Each line that contains the word "Instant" is to be copied from the records below.
-------
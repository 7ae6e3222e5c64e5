//! Public ingress API.
//!
//! ```text
//! GET  /health                    -> {"status": "ok"}
//! GET  /get_supported_file_types  -> {"supported_file_types": [".ext", ...]}
//! POST /convert                   -> {"status": "success", "original_source", "converted_url"}
//! ```
//!
//! `/convert` takes either a urlencoded form or a multipart body with a
//! `file_url` field or a `file` upload. Every failure is `{"error": "..."}`
//! with the status from [`ConvertError::status_code`].
//!
//! The file bridge is served on its own listener and is not reachable here.

use std::sync::Arc;

use axum::extract::{DefaultBodyLimit, FromRequest, Multipart, Request, State};
use axum::http::{StatusCode, header};
use axum::response::{IntoResponse, Response};
use axum::routing::{get, post};
use axum::{Form, Json, Router};
use bytes::Bytes;
use tower_http::cors::CorsLayer;
use tower_http::trace::TraceLayer;

use crate::error::ConvertError;
use crate::job::Source;
use crate::orchestrator::runner::JobOrchestrator;
use crate::worker::api::{
    ConvertForm, ConvertResponse, ErrorResponse, HealthResponse, SupportedTypesResponse,
};

/// Shared state for the ingress handlers.
#[derive(Clone)]
pub struct IngressState {
    pub orchestrator: Arc<JobOrchestrator>,
}

/// The public HTTP surface.
pub struct IngressApi;

impl IngressApi {
    pub fn router(orchestrator: Arc<JobOrchestrator>, max_upload_bytes: usize) -> Router {
        Router::new()
            .route("/health", get(health_check))
            .route("/get_supported_file_types", get(supported_file_types))
            .route("/convert", post(convert))
            .layer(DefaultBodyLimit::max(max_upload_bytes))
            .layer(TraceLayer::new_for_http())
            .layer(CorsLayer::very_permissive())
            .with_state(IngressState { orchestrator })
    }
}

/// An error rendered as `{"error": ...}`.
#[derive(Debug)]
pub struct ApiError {
    status: StatusCode,
    message: String,
}

impl ApiError {
    fn bad_request(message: impl Into<String>) -> Self {
        Self {
            status: StatusCode::BAD_REQUEST,
            message: message.into(),
        }
    }
}

impl From<ConvertError> for ApiError {
    fn from(e: ConvertError) -> Self {
        Self {
            status: e.status_code(),
            message: e.to_string(),
        }
    }
}

impl IntoResponse for ApiError {
    fn into_response(self) -> Response {
        (
            self.status,
            Json(ErrorResponse {
                error: self.message,
            }),
        )
            .into_response()
    }
}

// -- Handlers --

async fn health_check() -> Json<HealthResponse> {
    Json(HealthResponse {
        status: "ok".to_string(),
    })
}

async fn supported_file_types(State(state): State<IngressState>) -> Json<SupportedTypesResponse> {
    Json(SupportedTypesResponse {
        supported_file_types: state
            .orchestrator
            .formats()
            .extensions()
            .iter()
            .map(|e| e.to_string())
            .collect(),
    })
}

async fn convert(
    State(state): State<IngressState>,
    request: Request,
) -> Result<Json<ConvertResponse>, ApiError> {
    let source = read_source(request).await?;
    let report = state.orchestrator.submit(source).await;

    let converted_url = report.outcome?;
    Ok(Json(ConvertResponse {
        status: "success".to_string(),
        original_source: Some(report.original_source),
        converted_url,
    }))
}

/// Pull `file_url` / `file` out of a form or multipart body.
async fn read_source(request: Request) -> Result<Source, ApiError> {
    let content_type = request
        .headers()
        .get(header::CONTENT_TYPE)
        .and_then(|v| v.to_str().ok())
        .unwrap_or_default()
        .to_ascii_lowercase();

    let mut file_url = None;
    let mut upload: Option<(String, Bytes)> = None;

    if content_type.starts_with("multipart/form-data") {
        let mut multipart = Multipart::from_request(request, &())
            .await
            .map_err(|e| ApiError::bad_request(e.body_text()))?;
        while let Some(field) = multipart.next_field().await.map_err(multipart_error)? {
            match field.name() {
                Some("file_url") => file_url = Some(field.text().await.map_err(multipart_error)?),
                Some("file") => {
                    let name = field.file_name().unwrap_or_default().to_string();
                    let bytes = field.bytes().await.map_err(multipart_error)?;
                    upload = Some((name, bytes));
                }
                _ => {}
            }
        }
    } else if content_type.starts_with("application/x-www-form-urlencoded") {
        let Form(form) = Form::<ConvertForm>::from_request(request, &())
            .await
            .map_err(|e| ApiError::bad_request(e.body_text()))?;
        file_url = form.file_url;
    }

    let file_url = file_url.filter(|u| !u.trim().is_empty());
    match (file_url, upload) {
        (Some(url), upload) => {
            if upload.is_some() {
                tracing::info!("Both file_url and file given, using file_url");
            }
            Ok(Source::url(&url))
        }
        (None, Some((name, bytes))) => Ok(Source::upload(name, bytes)),
        (None, None) => Err(ApiError::bad_request(
            "Either file_url or file upload is required",
        )),
    }
}

fn multipart_error(e: axum::extract::multipart::MultipartError) -> ApiError {
    ApiError {
        status: e.status(),
        message: e.body_text(),
    }
}
//! Conversion engine invoked as a child process.
//!
//! There is no long-lived worker: each job spawns the engine once with a
//! fixed argument shape and waits for it to exit.
//!
//! ```text
//! <engine> --headless --convert-to pdf <input> --outdir <dir>
//! ```

use std::path::{Path, PathBuf};
use std::process::Stdio;
use std::time::{Duration, Instant};

use tokio::process::Command;

use crate::worker::error::{Result, WorkerError};

/// Maximum stderr kept in an [`WorkerError::EngineFailed`].
const MAX_STDERR_BYTES: usize = 8 * 1024;

/// Runs the conversion engine against a staged file.
#[derive(Debug, Clone)]
pub struct EngineRunner {
    engine: PathBuf,
    timeout: Duration,
}

impl EngineRunner {
    pub fn new(engine: PathBuf, timeout: Duration) -> Self {
        Self { engine, timeout }
    }

    /// Convert `input` into `<out_dir>/<stem>.pdf` and return that path.
    pub async fn convert(&self, input: &Path, out_dir: &Path) -> Result<PathBuf> {
        let input = std::path::absolute(input)?;
        let out_dir = std::path::absolute(out_dir)?;
        let start = Instant::now();

        tracing::info!(
            input = %input.display(),
            out_dir = %out_dir.display(),
            "Running conversion engine"
        );

        let mut cmd = Command::new(&self.engine);
        cmd.arg("--headless")
            .arg("--convert-to")
            .arg("pdf")
            .arg(&input)
            .arg("--outdir")
            .arg(&out_dir)
            .stdin(Stdio::null())
            .stdout(Stdio::piped())
            .stderr(Stdio::piped())
            // A dropped job future must not leave the engine running.
            .kill_on_drop(true);

        let output = tokio::time::timeout(self.timeout, cmd.output())
            .await
            .map_err(|_| WorkerError::Timeout {
                operation: "conversion engine",
                elapsed: self.timeout,
            })??;

        let stdout = String::from_utf8_lossy(&output.stdout);
        if !output.status.success() {
            let stderr = truncate(&String::from_utf8_lossy(&output.stderr), MAX_STDERR_BYTES);
            tracing::error!(
                exit_code = ?output.status.code(),
                stdout = %stdout,
                stderr = %stderr,
                "Conversion engine failed"
            );
            return Err(WorkerError::EngineFailed {
                exit_code: output.status.code().unwrap_or(-1),
                stderr,
            });
        }

        let pdf = pdf_path_for(&input, &out_dir);
        if !tokio::fs::try_exists(&pdf).await.unwrap_or(false) {
            tracing::error!(expected = %pdf.display(), stdout = %stdout, "Engine produced no PDF");
            return Err(WorkerError::OutputMissing { path: pdf });
        }

        tracing::debug!(elapsed = ?start.elapsed(), "Conversion engine finished");
        Ok(pdf)
    }
}

/// `<out_dir>/<input stem>.pdf`
pub fn pdf_path_for(input: &Path, out_dir: &Path) -> PathBuf {
    let stem = input
        .file_stem()
        .map(|s| s.to_os_string())
        .unwrap_or_else(|| "output".into());
    let mut name = stem;
    name.push(".pdf");
    out_dir.join(name)
}

fn truncate(text: &str, max: usize) -> String {
    if text.len() <= max {
        return text.trim_end().to_string();
    }
    let mut end = max;
    while !text.is_char_boundary(end) {
        end -= 1;
    }
    format!("{}...", &text[..end])
}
-------
## Task output
use std::time::{Duration, Instant};
        let start = Instant::now();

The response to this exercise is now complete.